**What is being asked**
Scan the entries below. Report each line where the string "message" occurs.

Material for this exercise section start

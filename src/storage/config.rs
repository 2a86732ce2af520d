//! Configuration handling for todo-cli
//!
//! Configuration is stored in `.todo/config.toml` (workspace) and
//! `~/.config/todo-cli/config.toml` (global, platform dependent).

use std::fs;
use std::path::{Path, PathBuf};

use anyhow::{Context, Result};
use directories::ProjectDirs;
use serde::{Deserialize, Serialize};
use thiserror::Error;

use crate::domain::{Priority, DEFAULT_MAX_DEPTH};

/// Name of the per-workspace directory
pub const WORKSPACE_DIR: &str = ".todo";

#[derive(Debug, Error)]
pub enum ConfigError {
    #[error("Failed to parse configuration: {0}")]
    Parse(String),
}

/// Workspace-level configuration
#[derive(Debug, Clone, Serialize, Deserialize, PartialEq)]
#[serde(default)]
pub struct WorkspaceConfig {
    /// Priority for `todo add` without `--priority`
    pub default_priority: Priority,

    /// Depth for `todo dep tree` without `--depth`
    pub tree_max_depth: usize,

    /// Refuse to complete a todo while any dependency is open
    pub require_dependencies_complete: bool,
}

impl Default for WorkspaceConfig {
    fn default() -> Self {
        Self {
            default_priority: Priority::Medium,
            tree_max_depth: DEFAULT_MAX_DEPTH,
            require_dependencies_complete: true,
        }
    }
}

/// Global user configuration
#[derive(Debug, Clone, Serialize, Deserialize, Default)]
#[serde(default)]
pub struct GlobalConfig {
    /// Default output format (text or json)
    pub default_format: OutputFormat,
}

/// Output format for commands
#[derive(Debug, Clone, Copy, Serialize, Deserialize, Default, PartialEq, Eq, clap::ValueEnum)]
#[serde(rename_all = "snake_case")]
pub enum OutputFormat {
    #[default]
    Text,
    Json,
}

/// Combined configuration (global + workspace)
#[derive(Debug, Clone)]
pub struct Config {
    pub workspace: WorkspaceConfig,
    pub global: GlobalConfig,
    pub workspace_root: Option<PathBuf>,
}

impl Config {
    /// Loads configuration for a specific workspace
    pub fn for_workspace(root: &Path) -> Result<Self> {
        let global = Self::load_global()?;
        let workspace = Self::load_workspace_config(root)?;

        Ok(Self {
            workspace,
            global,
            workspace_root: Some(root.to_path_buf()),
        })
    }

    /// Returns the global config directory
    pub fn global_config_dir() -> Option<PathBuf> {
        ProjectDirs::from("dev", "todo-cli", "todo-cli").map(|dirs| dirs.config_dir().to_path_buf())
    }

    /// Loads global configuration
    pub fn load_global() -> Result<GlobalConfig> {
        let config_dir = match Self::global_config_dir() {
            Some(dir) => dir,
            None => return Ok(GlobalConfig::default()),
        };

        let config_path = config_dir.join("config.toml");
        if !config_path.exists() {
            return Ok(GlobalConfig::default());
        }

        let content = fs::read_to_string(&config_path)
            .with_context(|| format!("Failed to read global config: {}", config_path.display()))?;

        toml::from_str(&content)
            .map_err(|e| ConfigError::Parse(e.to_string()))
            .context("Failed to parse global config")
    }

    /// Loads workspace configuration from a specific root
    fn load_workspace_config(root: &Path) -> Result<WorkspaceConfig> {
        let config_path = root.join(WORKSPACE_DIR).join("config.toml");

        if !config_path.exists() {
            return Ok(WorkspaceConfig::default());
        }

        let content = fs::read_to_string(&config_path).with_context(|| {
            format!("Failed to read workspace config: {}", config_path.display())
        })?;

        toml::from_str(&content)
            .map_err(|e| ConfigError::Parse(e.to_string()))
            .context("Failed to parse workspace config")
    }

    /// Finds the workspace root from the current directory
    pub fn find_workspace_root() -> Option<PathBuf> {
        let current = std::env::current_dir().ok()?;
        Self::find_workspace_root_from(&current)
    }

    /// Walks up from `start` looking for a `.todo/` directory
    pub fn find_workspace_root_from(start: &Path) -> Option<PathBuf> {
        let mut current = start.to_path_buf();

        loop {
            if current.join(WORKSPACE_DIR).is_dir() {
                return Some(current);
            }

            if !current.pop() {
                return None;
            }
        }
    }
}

Material for this exercise section end
Material for this exercise section start

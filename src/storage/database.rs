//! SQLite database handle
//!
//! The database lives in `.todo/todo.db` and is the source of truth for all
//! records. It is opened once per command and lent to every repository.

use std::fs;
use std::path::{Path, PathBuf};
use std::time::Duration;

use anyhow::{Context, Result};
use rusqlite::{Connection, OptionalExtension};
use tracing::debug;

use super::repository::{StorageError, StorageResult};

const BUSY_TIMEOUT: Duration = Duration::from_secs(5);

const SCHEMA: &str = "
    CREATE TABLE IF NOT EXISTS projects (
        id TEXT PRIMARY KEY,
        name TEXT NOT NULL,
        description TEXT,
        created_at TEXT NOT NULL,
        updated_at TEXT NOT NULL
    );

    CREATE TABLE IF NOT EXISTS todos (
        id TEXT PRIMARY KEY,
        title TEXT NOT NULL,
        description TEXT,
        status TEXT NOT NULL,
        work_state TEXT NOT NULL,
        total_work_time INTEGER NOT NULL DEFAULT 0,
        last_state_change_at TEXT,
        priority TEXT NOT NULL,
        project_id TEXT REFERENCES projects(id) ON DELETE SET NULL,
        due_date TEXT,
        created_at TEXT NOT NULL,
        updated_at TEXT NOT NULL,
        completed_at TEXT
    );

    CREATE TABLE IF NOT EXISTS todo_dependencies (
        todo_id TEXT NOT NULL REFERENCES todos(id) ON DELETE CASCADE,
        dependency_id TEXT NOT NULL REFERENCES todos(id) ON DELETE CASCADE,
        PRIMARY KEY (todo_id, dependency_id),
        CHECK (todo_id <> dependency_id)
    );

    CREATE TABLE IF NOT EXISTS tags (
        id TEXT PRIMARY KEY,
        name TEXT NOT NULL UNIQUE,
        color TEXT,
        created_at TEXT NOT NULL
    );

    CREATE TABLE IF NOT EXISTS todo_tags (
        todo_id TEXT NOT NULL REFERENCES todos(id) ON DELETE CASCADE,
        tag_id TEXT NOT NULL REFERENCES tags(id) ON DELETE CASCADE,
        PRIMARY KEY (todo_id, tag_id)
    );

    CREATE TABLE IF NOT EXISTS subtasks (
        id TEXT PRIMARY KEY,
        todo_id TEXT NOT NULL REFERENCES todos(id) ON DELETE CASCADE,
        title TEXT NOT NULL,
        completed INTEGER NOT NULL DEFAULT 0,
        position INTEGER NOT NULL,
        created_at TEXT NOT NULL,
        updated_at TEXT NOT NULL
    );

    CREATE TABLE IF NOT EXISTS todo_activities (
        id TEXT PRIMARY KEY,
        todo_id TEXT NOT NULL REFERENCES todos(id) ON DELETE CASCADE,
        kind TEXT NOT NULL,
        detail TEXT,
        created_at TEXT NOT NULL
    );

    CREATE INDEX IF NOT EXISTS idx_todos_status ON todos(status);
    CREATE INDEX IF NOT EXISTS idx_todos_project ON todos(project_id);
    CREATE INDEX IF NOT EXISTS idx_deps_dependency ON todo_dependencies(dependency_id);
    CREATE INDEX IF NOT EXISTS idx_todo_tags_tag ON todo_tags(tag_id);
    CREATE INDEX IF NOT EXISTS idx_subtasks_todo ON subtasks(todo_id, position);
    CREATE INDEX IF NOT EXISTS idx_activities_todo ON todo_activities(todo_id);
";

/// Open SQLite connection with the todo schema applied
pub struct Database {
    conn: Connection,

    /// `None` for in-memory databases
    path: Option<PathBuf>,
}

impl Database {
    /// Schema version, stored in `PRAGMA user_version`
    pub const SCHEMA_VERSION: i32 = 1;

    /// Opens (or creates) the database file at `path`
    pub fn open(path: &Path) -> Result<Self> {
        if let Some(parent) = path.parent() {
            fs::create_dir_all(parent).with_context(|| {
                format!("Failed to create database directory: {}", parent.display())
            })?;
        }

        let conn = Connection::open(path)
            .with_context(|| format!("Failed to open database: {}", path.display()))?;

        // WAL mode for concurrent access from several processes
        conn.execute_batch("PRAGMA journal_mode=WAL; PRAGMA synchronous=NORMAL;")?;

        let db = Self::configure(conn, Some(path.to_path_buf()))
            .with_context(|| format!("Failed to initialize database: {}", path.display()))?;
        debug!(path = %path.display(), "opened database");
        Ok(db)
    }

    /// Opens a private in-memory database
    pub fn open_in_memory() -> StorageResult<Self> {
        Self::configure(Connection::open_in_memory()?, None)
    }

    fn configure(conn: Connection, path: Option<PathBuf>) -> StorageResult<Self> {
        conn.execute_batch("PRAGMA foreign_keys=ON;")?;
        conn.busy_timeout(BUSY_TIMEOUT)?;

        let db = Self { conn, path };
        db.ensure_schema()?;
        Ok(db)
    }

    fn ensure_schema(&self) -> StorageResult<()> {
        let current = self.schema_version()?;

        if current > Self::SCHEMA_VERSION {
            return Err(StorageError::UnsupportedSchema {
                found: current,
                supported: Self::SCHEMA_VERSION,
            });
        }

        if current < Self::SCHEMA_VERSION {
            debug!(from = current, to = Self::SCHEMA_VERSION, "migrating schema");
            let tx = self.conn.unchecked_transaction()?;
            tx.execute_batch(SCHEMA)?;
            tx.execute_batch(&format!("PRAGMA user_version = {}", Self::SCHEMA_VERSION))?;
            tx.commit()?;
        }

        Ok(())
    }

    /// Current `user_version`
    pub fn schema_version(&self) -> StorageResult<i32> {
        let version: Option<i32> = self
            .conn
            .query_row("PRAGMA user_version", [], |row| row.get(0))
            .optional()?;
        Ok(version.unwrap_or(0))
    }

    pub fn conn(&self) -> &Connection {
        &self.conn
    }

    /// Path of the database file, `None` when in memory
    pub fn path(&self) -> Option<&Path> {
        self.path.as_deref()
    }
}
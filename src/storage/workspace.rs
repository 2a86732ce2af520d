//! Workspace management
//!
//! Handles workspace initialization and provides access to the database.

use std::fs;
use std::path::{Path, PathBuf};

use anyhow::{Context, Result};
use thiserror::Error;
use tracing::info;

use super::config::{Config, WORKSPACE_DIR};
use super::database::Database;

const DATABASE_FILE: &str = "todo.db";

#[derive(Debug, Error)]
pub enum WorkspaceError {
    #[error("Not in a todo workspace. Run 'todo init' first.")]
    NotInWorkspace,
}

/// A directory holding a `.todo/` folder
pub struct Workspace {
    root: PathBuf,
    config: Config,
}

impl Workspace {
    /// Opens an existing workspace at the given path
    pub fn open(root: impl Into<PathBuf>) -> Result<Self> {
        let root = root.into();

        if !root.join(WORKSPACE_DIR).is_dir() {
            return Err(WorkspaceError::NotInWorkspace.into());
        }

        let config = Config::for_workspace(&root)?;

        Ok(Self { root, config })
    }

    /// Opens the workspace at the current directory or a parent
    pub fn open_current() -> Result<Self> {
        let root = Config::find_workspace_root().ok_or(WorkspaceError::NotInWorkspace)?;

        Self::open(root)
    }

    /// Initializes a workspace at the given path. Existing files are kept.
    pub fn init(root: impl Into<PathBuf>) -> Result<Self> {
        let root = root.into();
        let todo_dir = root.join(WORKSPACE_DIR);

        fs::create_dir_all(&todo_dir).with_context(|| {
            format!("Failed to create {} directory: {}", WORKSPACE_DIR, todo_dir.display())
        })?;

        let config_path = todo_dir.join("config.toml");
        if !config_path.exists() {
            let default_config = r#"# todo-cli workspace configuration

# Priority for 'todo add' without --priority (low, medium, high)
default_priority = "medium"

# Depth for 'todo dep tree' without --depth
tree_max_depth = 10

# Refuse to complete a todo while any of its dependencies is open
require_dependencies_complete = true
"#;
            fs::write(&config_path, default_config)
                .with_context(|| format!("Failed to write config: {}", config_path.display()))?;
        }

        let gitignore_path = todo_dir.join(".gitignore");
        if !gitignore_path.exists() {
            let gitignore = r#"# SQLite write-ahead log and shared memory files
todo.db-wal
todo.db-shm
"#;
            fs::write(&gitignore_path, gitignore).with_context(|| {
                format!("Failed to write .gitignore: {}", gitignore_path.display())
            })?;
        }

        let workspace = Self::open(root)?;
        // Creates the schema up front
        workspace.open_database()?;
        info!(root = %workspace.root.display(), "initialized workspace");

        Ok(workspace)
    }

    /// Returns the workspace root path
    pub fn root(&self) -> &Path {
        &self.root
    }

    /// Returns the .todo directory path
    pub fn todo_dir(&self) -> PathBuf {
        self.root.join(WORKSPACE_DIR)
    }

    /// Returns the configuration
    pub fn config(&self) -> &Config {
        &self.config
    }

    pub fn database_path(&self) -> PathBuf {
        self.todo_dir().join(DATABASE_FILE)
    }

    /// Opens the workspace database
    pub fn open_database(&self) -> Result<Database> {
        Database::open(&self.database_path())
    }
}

Material for this exercise section end
Material for this exercise section start

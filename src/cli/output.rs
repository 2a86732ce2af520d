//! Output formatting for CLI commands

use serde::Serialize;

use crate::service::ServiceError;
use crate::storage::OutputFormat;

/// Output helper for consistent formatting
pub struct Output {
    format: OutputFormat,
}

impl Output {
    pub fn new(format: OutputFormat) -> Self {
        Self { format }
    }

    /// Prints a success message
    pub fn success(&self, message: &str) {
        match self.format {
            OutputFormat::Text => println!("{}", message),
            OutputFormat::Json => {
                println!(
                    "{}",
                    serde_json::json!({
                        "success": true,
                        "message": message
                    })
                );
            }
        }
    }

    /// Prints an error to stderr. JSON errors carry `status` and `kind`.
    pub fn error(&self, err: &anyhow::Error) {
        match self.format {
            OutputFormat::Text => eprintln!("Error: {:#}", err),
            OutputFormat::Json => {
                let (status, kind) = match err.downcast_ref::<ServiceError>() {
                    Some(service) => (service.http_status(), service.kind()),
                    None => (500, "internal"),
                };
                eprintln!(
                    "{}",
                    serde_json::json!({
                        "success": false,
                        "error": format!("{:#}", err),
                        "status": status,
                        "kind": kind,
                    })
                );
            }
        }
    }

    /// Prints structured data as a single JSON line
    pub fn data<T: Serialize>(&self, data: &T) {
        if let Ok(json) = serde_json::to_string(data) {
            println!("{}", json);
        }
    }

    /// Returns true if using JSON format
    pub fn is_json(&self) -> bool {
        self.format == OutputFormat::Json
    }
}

Material for this exercise section end

**Response below**
    /// Prints a success message
    pub fn success(&self, message: &str) {
            OutputFormat::Text => println!("{}", message),
                        "message": message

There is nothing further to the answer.